SOURCE DATA: Begin

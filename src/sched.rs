//! Background maintenance sweep.
//!
//! Runs on a cron schedule: reclaims running tasks whose worker died
//! mid-execution and logs queue depth so an operator can spot a
//! growing backlog or dead-letter queue from the logs alone.

use std::str::FromStr;
use std::sync::Arc;
use std::sync::atomic::{AtomicBool, Ordering};
use std::time::Duration;

use chrono::{DateTime, Utc};
use tokio::task::JoinHandle;
use tracing::{error, info, warn};

use crate::store::TaskStore;

/// Sweep schedule configuration.
#[derive(Debug, Clone)]
pub struct SweepConfig {
    /// Cron expression (seconds field included) for sweep runs.
    pub cron: String,
}

impl Default for SweepConfig {
    fn default() -> Self {
        Self {
            // Every five minutes.
            cron: "0 */5 * * * *".to_string(),
        }
    }
}

impl SweepConfig {
    pub fn from_env() -> Self {
        let mut config = Self::default();
        if let Ok(cron) = std::env::var("MAILROOM_SWEEP_CRON") {
            config.cron = cron;
        }
        config
    }
}

/// Parse a cron expression and compute the next fire time from now.
pub fn next_cron_fire(schedule: &str) -> Result<Option<DateTime<Utc>>, String> {
    let cron_schedule =
        cron::Schedule::from_str(schedule).map_err(|e| format!("invalid cron: {e}"))?;
    Ok(cron_schedule.upcoming(Utc).next())
}

/// Spawn the sweeper loop. Returns the task handle and a shutdown flag.
pub fn spawn_sweeper(
    store: Arc<dyn TaskStore>,
    config: SweepConfig,
    stale_running_after: Duration,
) -> (JoinHandle<()>, Arc<AtomicBool>) {
    let shutdown = Arc::new(AtomicBool::new(false));
    let flag = shutdown.clone();

    let handle = tokio::spawn(async move {
        info!(cron = %config.cron, "Maintenance sweeper started");

        loop {
            let next = match next_cron_fire(&config.cron) {
                Ok(Some(next)) => next,
                Ok(None) => {
                    warn!(cron = %config.cron, "Cron schedule never fires again, sweeper exiting");
                    return;
                }
                Err(e) => {
                    error!("Sweeper disabled: {e}");
                    return;
                }
            };

            // Sleep in short slices so shutdown stays prompt.
            while Utc::now() < next {
                if flag.load(Ordering::Relaxed) {
                    info!("Maintenance sweeper shutting down");
                    return;
                }
                tokio::time::sleep(Duration::from_secs(1)).await;
            }

            sweep_once(store.as_ref(), stale_running_after).await;
        }
    });

    (handle, shutdown)
}

/// One sweep pass. Errors are logged, never fatal; the next fire retries.
async fn sweep_once(store: &dyn TaskStore, stale_running_after: Duration) {
    match store.release_stale_running(stale_running_after).await {
        Ok(0) => {}
        Ok(n) => warn!(released = n, "Reclaimed stale running tasks"),
        Err(e) => error!("Stale task sweep failed: {e}"),
    }

    match store.get_task_counts().await {
        Ok(counts) => {
            if counts.dlq > 0 {
                warn!(dlq = counts.dlq, "Dead-letter queue needs attention");
            }
            info!(
                pending = counts.pending,
                running = counts.running,
                success = counts.success,
                dlq = counts.dlq,
                "Queue depth"
            );
        }
        Err(e) => error!("Failed to read task counts: {e}"),
    }
}

#[cfg(test)]
mod tests {
    use super::*;
    use crate::model::{Stage, TaskStatus};
    use crate::store::LibSqlStore;

    #[test]
    fn next_cron_fire_valid() {
        let next = next_cron_fire("* * * * * *").unwrap();
        assert!(next.is_some());
    }

    #[test]
    fn next_cron_fire_invalid() {
        assert!(next_cron_fire("not a cron").is_err());
    }

    #[test]
    fn default_schedule_parses() {
        let config = SweepConfig::default();
        assert!(next_cron_fire(&config.cron).unwrap().is_some());
    }

    #[tokio::test]
    async fn sweep_reclaims_stale_running_tasks() {
        let store = LibSqlStore::new_memory().await.unwrap();
        let msg = crate::ingest::parse_message(
            b"Message-ID: <sweep-1@strojirna.cz>\r\nFrom: novak@strojirna.cz\r\nSubject: Test\r\n\r\nBody\r\n",
        )
        .unwrap();
        store.insert_message(&msg).await.unwrap();
        store
            .create_task(&msg.id, Stage::Ingest, &serde_json::json!({}), 3)
            .await
            .unwrap();
        let claimed = store.claim_next_task().await.unwrap().unwrap();

        // Zero threshold makes the just-claimed task count as stale.
        sweep_once(&store, Duration::ZERO).await;

        let task = store.get_task(claimed.id).await.unwrap().unwrap();
        assert_eq!(task.status, TaskStatus::Pending);
        assert_eq!(task.attempts, 1);
    }
}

SOURCE DATA: End

**TASK TO CARRY OUT:** After the last line, print all the entries once again, unchanged.

**SOLUTION BELOW:**
filename src/sched.rs
//! Background maintenance sweep.
//!
//! Runs on a cron schedule: reclaims running tasks whose worker died
//! mid-execution and logs queue depth so an operator can spot a
//! growing backlog or dead-letter queue from the logs alone.

use std::str::FromStr;
use std::sync::Arc;
use std::sync::atomic::{AtomicBool, Ordering};
use std::time::Duration;

use chrono::{DateTime, Utc};
use tokio::task::JoinHandle;
use tracing::{error, info, warn};

use crate::store::TaskStore;

/// Sweep schedule configuration.
#[derive(Debug, Clone)]
pub struct SweepConfig {
    /// Cron expression (seconds field included) for sweep runs.
    pub cron: String,
}

impl Default for SweepConfig {
    fn default() -> Self {
        Self {
            // Every five minutes.
            cron: "0 */5 * * * *".to_string(),
        }
    }
}

impl SweepConfig {
    pub fn from_env() -> Self {
        let mut config = Self::default();
        if let Ok(cron) = std::env::var("MAILROOM_SWEEP_CRON") {
            config.cron = cron;
        }
        config
    }
}

/// Parse a cron expression and compute the next fire time from now.
pub fn next_cron_fire(schedule: &str) -> Result<Option<DateTime<Utc>>, String> {
    let cron_schedule =
        cron::Schedule::from_str(schedule).map_err(|e| format!("invalid cron: {e}"))?;
    Ok(cron_schedule.upcoming(Utc).next())
}

/// Spawn the sweeper loop. Returns the task handle and a shutdown flag.
pub fn spawn_sweeper(
    store: Arc<dyn TaskStore>,
    config: SweepConfig,
    stale_running_after: Duration,
) -> (JoinHandle<()>, Arc<AtomicBool>) {
    let shutdown = Arc::new(AtomicBool::new(false));
    let flag = shutdown.clone();

    let handle = tokio::spawn(async move {
        info!(cron = %config.cron, "Maintenance sweeper started");

        loop {
            let next = match next_cron_fire(&config.cron) {
                Ok(Some(next)) => next,
                Ok(None) => {
                    warn!(cron = %config.cron, "Cron schedule never fires again, sweeper exiting");
                    return;
                }
                Err(e) => {
                    error!("Sweeper disabled: {e}");
                    return;
                }
            };

            // Sleep in short slices so shutdown stays prompt.
            while Utc::now() < next {
                if flag.load(Ordering::Relaxed) {
                    info!("Maintenance sweeper shutting down");
                    return;
                }
                tokio::time::sleep(Duration::from_secs(1)).await;
            }

            sweep_once(store.as_ref(), stale_running_after).await;
        }
    });

    (handle, shutdown)
}

/// One sweep pass. Errors are logged, never fatal; the next fire retries.
async fn sweep_once(store: &dyn TaskStore, stale_running_after: Duration) {
    match store.release_stale_running(stale_running_after).await {
        Ok(0) => {}
        Ok(n) => warn!(released = n, "Reclaimed stale running tasks"),
        Err(e) => error!("Stale task sweep failed: {e}"),
    }

    match store.get_task_counts().await {
        Ok(counts) => {
            if counts.dlq > 0 {
                warn!(dlq = counts.dlq, "Dead-letter queue needs attention");
            }
            info!(
                pending = counts.pending,
                running = counts.running,
                success = counts.success,
                dlq = counts.dlq,
                "Queue depth"
            );
        }
        Err(e) => error!("Failed to read task counts: {e}"),
    }
}

#[cfg(test)]
mod tests {
    use super::*;
    use crate::model::{Stage, TaskStatus};
    use crate::store::LibSqlStore;

    #[test]
    fn next_cron_fire_valid() {
        let next = next_cron_fire("* * * * * *").unwrap();
        assert!(next.is_some());
    }

    #[test]
    fn next_cron_fire_invalid() {
        assert!(next_cron_fire("not a cron").is_err());
    }

    #[test]
    fn default_schedule_parses() {
        let config = SweepConfig::default();
        assert!(next_cron_fire(&config.cron).unwrap().is_some());
    }

    #[tokio::test]
    async fn sweep_reclaims_stale_running_tasks() {
        let store = LibSqlStore::new_memory().await.unwrap();
        let msg = crate::ingest::parse_message(
            b"Message-ID: <sweep-1@strojirna.cz>\r\nFrom: novak@strojirna.cz\r\nSubject: Test\r\n\r\nBody\r\n",
        )
        .unwrap();
        store.insert_message(&msg).await.unwrap();
        store
            .create_task(&msg.id, Stage::Ingest, &serde_json::json!({}), 3)
            .await
            .unwrap();
        let claimed = store.claim_next_task().await.unwrap().unwrap();

        // Zero threshold makes the just-claimed task count as stale.
        sweep_once(&store, Duration::ZERO).await;

        let task = store.get_task(claimed.id).await.unwrap().unwrap();
        assert_eq!(task.status, TaskStatus::Pending);
        assert_eq!(task.attempts, 1);
    }
}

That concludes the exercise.